Go over these records and count the lines with the string "limit" in them; the count is all that should be returned.

Collected data entries:
======

//! Configuración del proyecto
//!
//! Este módulo contiene la configuración de base de datos y las variables
//! de entorno del servidor.

pub mod database;
pub mod environment;

pub use database::DatabaseConfig;
pub use environment::*;
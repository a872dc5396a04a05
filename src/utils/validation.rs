//! Utilidades de validación
//!
//! Este módulo contiene funciones helper para validación de datos
//! y conversión de filtros de query string.

use std::str::FromStr;

use validator::ValidationError;

use super::errors::{bad_request_error, AppResult};

/// Validar que un string no esté vacío
pub fn validate_not_blank(value: &str) -> Result<(), ValidationError> {
    if value.trim().is_empty() {
        let mut error = ValidationError::new("not_blank");
        error.add_param("value".into(), &value.to_string());
        return Err(error);
    }
    Ok(())
}

/// Convertir un filtro de estado opcional, rechazando valores desconocidos
pub fn parse_status_filter<T: FromStr>(
    value: Option<&str>,
    allowed: &[&str],
) -> AppResult<Option<T>> {
    match value.filter(|v| !v.is_empty()) {
        None => Ok(None),
        Some(raw) => raw.parse::<T>().map(Some).map_err(|_| {
            bad_request_error(format!(
                "Invalid status filter. Allowed values: {}",
                allowed.join(", ")
            ))
        }),
    }
}

/// Offset SQL de una página (1-based); satura en `i64::MAX`
pub fn page_offset(page: i64, limit: i64) -> i64 {
    (page - 1).max(0).saturating_mul(limit.max(0))
}

/// Número de páginas necesarias para `total` elementos
pub fn total_pages(total: i64, limit: i64) -> i64 {
    if limit <= 0 {
        return 0;
    }
    (total + limit - 1) / limit
}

======

* _Output of the task_: 5